• **TASK TO COMPLETE**
Copy out lines with the word "ModelTool" from the material that follows.

• **EXERCISE DATA**
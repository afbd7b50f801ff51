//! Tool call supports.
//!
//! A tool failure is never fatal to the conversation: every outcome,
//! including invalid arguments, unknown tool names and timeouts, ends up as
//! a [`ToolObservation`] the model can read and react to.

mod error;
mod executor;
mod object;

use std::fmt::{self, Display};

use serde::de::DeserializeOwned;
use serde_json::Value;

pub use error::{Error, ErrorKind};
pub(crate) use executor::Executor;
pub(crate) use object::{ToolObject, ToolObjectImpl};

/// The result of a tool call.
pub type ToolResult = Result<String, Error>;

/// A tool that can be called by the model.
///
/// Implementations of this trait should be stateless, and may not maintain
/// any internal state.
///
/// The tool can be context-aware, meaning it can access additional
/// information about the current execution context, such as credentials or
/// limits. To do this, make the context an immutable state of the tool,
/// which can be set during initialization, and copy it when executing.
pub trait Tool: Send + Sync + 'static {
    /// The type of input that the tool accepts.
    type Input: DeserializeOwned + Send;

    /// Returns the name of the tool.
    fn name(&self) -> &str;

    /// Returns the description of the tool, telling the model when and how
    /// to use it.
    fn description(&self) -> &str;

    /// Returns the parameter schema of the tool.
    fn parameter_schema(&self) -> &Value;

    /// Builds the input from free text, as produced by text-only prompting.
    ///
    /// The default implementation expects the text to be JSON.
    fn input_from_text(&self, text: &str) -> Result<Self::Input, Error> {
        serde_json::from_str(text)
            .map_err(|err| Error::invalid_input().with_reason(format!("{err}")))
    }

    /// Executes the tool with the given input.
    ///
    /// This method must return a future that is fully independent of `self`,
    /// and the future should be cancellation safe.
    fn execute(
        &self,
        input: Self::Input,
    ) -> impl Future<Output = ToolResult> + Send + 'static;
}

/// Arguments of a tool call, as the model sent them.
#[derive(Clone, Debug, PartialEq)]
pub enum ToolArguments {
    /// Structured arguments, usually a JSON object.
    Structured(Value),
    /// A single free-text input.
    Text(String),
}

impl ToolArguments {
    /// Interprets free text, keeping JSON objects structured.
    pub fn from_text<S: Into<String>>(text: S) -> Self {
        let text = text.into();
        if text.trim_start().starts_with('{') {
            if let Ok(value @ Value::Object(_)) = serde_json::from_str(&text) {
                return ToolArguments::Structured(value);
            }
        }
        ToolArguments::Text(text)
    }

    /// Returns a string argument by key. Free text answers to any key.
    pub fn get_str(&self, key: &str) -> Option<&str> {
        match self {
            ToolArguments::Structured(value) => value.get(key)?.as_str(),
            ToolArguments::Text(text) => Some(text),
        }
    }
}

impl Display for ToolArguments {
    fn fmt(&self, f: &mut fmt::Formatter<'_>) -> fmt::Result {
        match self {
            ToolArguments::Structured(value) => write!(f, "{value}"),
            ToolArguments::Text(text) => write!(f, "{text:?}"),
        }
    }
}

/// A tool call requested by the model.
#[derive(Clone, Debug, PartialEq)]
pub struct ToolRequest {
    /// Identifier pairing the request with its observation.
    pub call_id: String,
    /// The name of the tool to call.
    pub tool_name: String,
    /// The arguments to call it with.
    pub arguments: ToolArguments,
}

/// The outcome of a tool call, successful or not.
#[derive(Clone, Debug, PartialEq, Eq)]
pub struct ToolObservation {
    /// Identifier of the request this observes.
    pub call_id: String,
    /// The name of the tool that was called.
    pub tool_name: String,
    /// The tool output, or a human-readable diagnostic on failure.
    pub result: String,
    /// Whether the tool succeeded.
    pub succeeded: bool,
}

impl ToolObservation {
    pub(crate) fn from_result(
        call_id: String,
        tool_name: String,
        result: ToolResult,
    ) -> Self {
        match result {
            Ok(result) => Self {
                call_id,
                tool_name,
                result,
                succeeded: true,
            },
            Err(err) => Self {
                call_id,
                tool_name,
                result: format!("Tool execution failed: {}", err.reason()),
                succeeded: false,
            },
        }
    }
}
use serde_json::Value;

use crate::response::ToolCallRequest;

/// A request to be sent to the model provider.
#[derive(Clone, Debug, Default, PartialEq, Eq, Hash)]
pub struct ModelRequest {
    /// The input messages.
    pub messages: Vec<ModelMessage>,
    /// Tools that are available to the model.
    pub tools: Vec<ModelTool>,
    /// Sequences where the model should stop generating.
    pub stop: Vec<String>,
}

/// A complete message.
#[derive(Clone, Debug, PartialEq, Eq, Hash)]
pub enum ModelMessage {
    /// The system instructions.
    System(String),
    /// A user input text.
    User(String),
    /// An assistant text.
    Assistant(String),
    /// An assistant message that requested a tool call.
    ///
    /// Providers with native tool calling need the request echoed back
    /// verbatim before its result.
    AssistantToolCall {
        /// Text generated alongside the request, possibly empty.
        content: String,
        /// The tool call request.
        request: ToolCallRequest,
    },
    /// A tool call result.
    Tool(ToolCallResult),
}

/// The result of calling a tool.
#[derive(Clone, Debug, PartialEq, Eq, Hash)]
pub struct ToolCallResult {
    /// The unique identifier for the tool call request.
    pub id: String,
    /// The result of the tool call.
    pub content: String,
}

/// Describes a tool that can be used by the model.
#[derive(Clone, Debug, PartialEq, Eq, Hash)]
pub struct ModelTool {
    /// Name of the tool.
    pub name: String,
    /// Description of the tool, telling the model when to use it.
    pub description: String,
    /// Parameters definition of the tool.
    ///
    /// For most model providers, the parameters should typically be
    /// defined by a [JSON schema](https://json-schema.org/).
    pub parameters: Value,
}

• **TASK OUTPUT**
    pub tools: Vec<ModelTool>,
pub struct ModelTool {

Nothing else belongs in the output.